▸ ABOUT THIS TASK
For each entry that follows, write out an identical copy.

▸ RECORDS FOR THIS TASK
>>>>>

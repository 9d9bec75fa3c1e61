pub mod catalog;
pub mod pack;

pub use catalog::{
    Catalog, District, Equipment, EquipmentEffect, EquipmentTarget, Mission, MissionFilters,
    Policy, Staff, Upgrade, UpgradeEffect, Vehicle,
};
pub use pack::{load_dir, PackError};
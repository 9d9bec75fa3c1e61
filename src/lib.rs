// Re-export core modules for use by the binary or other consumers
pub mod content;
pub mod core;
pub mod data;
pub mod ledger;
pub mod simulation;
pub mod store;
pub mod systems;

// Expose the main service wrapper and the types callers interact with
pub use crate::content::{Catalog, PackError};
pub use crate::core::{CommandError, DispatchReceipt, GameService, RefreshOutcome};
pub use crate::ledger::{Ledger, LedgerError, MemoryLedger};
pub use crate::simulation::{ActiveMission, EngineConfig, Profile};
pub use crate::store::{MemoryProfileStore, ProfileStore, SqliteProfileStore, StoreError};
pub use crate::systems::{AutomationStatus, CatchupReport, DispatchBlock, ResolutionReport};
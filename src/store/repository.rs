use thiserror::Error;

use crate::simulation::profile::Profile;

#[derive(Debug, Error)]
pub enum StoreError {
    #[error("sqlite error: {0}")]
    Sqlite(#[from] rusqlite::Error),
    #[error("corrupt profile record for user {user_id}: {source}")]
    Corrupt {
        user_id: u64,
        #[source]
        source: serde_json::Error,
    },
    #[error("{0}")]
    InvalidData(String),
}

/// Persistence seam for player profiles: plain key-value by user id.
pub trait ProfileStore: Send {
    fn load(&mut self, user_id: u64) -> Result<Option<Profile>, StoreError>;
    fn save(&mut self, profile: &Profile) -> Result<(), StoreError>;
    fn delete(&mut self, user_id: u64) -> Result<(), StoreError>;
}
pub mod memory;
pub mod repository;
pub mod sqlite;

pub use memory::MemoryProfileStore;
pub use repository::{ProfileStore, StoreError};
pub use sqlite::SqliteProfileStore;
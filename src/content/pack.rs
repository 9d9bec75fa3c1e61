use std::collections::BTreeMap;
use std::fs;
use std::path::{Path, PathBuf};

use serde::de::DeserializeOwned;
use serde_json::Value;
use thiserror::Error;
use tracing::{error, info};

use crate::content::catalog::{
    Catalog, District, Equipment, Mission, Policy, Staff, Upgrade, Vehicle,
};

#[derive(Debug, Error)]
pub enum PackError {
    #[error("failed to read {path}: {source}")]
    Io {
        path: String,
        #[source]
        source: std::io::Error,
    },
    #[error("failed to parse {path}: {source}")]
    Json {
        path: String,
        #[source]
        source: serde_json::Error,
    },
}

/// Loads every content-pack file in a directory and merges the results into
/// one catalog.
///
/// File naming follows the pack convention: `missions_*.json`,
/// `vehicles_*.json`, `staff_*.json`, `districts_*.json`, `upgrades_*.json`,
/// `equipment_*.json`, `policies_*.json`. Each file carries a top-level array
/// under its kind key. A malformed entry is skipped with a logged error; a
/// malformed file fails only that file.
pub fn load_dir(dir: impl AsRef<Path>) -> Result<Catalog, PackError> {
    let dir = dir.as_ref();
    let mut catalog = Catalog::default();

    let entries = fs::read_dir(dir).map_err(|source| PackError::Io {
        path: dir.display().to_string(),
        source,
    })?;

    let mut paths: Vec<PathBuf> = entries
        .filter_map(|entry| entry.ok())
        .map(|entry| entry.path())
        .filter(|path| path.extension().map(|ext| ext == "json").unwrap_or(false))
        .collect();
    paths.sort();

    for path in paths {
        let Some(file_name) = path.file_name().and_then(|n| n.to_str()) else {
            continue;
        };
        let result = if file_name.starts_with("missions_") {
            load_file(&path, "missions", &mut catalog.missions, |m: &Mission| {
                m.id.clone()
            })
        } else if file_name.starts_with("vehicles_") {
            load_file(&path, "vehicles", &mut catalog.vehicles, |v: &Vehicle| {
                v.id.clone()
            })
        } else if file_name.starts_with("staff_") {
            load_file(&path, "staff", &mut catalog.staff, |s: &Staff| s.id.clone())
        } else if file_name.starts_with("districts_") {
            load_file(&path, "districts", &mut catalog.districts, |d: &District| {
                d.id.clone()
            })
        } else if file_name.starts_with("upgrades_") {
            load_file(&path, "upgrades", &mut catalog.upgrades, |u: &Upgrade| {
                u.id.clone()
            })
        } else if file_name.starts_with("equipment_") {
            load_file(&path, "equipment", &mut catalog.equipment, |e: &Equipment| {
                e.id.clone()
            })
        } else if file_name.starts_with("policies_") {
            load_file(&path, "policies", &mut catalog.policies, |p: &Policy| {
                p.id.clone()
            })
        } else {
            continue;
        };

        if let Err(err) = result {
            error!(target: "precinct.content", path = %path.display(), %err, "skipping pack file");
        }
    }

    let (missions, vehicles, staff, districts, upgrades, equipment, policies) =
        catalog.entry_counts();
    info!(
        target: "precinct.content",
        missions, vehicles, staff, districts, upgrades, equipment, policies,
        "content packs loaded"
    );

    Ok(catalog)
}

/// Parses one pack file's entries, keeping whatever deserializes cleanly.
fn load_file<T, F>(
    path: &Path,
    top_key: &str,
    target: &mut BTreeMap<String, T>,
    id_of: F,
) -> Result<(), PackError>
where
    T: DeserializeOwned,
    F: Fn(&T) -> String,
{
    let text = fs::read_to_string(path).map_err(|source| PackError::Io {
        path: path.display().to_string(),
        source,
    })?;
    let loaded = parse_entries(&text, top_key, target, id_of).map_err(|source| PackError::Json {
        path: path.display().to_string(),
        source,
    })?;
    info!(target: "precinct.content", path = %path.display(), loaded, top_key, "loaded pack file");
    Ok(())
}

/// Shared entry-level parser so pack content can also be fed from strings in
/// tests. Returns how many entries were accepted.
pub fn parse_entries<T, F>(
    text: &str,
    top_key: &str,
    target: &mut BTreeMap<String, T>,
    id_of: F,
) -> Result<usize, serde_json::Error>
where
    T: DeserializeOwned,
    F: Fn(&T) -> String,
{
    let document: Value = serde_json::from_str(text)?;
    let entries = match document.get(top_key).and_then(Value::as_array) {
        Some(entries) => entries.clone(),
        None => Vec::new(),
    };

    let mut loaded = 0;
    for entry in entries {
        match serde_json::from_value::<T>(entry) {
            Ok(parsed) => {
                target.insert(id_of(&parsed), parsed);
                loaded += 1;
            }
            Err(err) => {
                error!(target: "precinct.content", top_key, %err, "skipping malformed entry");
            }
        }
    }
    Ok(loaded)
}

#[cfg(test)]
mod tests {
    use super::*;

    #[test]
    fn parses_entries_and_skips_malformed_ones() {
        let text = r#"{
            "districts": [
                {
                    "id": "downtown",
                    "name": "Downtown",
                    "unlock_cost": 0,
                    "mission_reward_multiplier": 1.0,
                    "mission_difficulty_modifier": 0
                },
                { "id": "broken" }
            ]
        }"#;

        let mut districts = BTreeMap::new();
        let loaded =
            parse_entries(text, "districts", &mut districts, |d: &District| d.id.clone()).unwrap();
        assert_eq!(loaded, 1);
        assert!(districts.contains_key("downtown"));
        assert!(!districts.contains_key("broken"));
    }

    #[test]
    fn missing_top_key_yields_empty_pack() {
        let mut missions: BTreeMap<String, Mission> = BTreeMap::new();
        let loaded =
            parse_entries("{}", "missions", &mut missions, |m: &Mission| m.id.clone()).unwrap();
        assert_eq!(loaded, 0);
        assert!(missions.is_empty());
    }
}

<<<<<

▸ ANSWER SPACE
repository 9d9bec75fa3c1e61
pub mod catalog;
pub mod pack;

pub use catalog::{
    Catalog, District, Equipment, EquipmentEffect, EquipmentTarget, Mission, MissionFilters,
    Policy, Staff, Upgrade, UpgradeEffect, Vehicle,
};
pub use pack::{load_dir, PackError};
repository 9d9bec75fa3c1e61
filename src/lib.rs
// Re-export core modules for use by the binary or other consumers
pub mod content;
pub mod core;
pub mod data;
pub mod ledger;
pub mod simulation;
pub mod store;
pub mod systems;

// Expose the main service wrapper and the types callers interact with
pub use crate::content::{Catalog, PackError};
pub use crate::core::{CommandError, DispatchReceipt, GameService, RefreshOutcome};
pub use crate::ledger::{Ledger, LedgerError, MemoryLedger};
pub use crate::simulation::{ActiveMission, EngineConfig, Profile};
pub use crate::store::{MemoryProfileStore, ProfileStore, SqliteProfileStore, StoreError};
pub use crate::systems::{AutomationStatus, CatchupReport, DispatchBlock, ResolutionReport};
filename src/store/repository.rs
use thiserror::Error;

use crate::simulation::profile::Profile;

#[derive(Debug, Error)]
pub enum StoreError {
    #[error("sqlite error: {0}")]
    Sqlite(#[from] rusqlite::Error),
    #[error("corrupt profile record for user {user_id}: {source}")]
    Corrupt {
        user_id: u64,
        #[source]
        source: serde_json::Error,
    },
    #[error("{0}")]
    InvalidData(String),
}

/// Persistence seam for player profiles: plain key-value by user id.
pub trait ProfileStore: Send {
    fn load(&mut self, user_id: u64) -> Result<Option<Profile>, StoreError>;
    fn save(&mut self, profile: &Profile) -> Result<(), StoreError>;
    fn delete(&mut self, user_id: u64) -> Result<(), StoreError>;
}
pub mod memory;
pub mod repository;
pub mod sqlite;

pub use memory::MemoryProfileStore;
pub use repository::{ProfileStore, StoreError};
pub use sqlite::SqliteProfileStore;
filename src/content/pack.rs
repository 9d9bec75fa3c1e61
use std::collections::BTreeMap;
use std::fs;
use std::path::{Path, PathBuf};

use serde::de::DeserializeOwned;
use serde_json::Value;
use thiserror::Error;
use tracing::{error, info};

use crate::content::catalog::{
    Catalog, District, Equipment, Mission, Policy, Staff, Upgrade, Vehicle,
};

#[derive(Debug, Error)]
pub enum PackError {
    #[error("failed to read {path}: {source}")]
    Io {
        path: String,
        #[source]
        source: std::io::Error,
    },
    #[error("failed to parse {path}: {source}")]
    Json {
        path: String,
        #[source]
        source: serde_json::Error,
    },
}

/// Loads every content-pack file in a directory and merges the results into
/// one catalog.
///
/// File naming follows the pack convention: `missions_*.json`,
/// `vehicles_*.json`, `staff_*.json`, `districts_*.json`, `upgrades_*.json`,
/// `equipment_*.json`, `policies_*.json`. Each file carries a top-level array
/// under its kind key. A malformed entry is skipped with a logged error; a
/// malformed file fails only that file.
pub fn load_dir(dir: impl AsRef<Path>) -> Result<Catalog, PackError> {
    let dir = dir.as_ref();
    let mut catalog = Catalog::default();

    let entries = fs::read_dir(dir).map_err(|source| PackError::Io {
        path: dir.display().to_string(),
        source,
    })?;

    let mut paths: Vec<PathBuf> = entries
        .filter_map(|entry| entry.ok())
        .map(|entry| entry.path())
        .filter(|path| path.extension().map(|ext| ext == "json").unwrap_or(false))
        .collect();
    paths.sort();

    for path in paths {
        let Some(file_name) = path.file_name().and_then(|n| n.to_str()) else {
            continue;
        };
        let result = if file_name.starts_with("missions_") {
            load_file(&path, "missions", &mut catalog.missions, |m: &Mission| {
                m.id.clone()
            })
        } else if file_name.starts_with("vehicles_") {
            load_file(&path, "vehicles", &mut catalog.vehicles, |v: &Vehicle| {
                v.id.clone()
            })
        } else if file_name.starts_with("staff_") {
            load_file(&path, "staff", &mut catalog.staff, |s: &Staff| s.id.clone())
        } else if file_name.starts_with("districts_") {
            load_file(&path, "districts", &mut catalog.districts, |d: &District| {
                d.id.clone()
            })
        } else if file_name.starts_with("upgrades_") {
            load_file(&path, "upgrades", &mut catalog.upgrades, |u: &Upgrade| {
                u.id.clone()
            })
        } else if file_name.starts_with("equipment_") {
            load_file(&path, "equipment", &mut catalog.equipment, |e: &Equipment| {
                e.id.clone()
            })
        } else if file_name.starts_with("policies_") {
            load_file(&path, "policies", &mut catalog.policies, |p: &Policy| {
                p.id.clone()
            })
        } else {
            continue;
        };

        if let Err(err) = result {
            error!(target: "precinct.content", path = %path.display(), %err, "skipping pack file");
        }
    }

    let (missions, vehicles, staff, districts, upgrades, equipment, policies) =
        catalog.entry_counts();
    info!(
        target: "precinct.content",
        missions, vehicles, staff, districts, upgrades, equipment, policies,
        "content packs loaded"
    );

    Ok(catalog)
}

/// Parses one pack file's entries, keeping whatever deserializes cleanly.
fn load_file<T, F>(
    path: &Path,
    top_key: &str,
    target: &mut BTreeMap<String, T>,
    id_of: F,
) -> Result<(), PackError>
where
    T: DeserializeOwned,
    F: Fn(&T) -> String,
{
    let text = fs::read_to_string(path).map_err(|source| PackError::Io {
        path: path.display().to_string(),
        source,
    })?;
    let loaded = parse_entries(&text, top_key, target, id_of).map_err(|source| PackError::Json {
        path: path.display().to_string(),
        source,
    })?;
    info!(target: "precinct.content", path = %path.display(), loaded, top_key, "loaded pack file");
    Ok(())
}

/// Shared entry-level parser so pack content can also be fed from strings in
/// tests. Returns how many entries were accepted.
pub fn parse_entries<T, F>(
    text: &str,
    top_key: &str,
    target: &mut BTreeMap<String, T>,
    id_of: F,
) -> Result<usize, serde_json::Error>
where
    T: DeserializeOwned,
    F: Fn(&T) -> String,
{
    let document: Value = serde_json::from_str(text)?;
    let entries = match document.get(top_key).and_then(Value::as_array) {
        Some(entries) => entries.clone(),
        None => Vec::new(),
    };

    let mut loaded = 0;
    for entry in entries {
        match serde_json::from_value::<T>(entry) {
            Ok(parsed) => {
                target.insert(id_of(&parsed), parsed);
                loaded += 1;
            }
            Err(err) => {
                error!(target: "precinct.content", top_key, %err, "skipping malformed entry");
            }
        }
    }
    Ok(loaded)
}

#[cfg(test)]
mod tests {
    use super::*;

    #[test]
    fn parses_entries_and_skips_malformed_ones() {
        let text = r#"{
            "districts": [
                {
                    "id": "downtown",
                    "name": "Downtown",
                    "unlock_cost": 0,
                    "mission_reward_multiplier": 1.0,
                    "mission_difficulty_modifier": 0
                },
                { "id": "broken" }
            ]
        }"#;

        let mut districts = BTreeMap::new();
        let loaded =
            parse_entries(text, "districts", &mut districts, |d: &District| d.id.clone()).unwrap();
        assert_eq!(loaded, 1);
        assert!(districts.contains_key("downtown"));
        assert!(!districts.contains_key("broken"));
    }

    #[test]
    fn missing_top_key_yields_empty_pack() {
        let mut missions: BTreeMap<String, Mission> = BTreeMap::new();
        let loaded =
            parse_entries("{}", "missions", &mut missions, |m: &Mission| m.id.clone()).unwrap();
        assert_eq!(loaded, 0);
        assert!(missions.is_empty());
    }
}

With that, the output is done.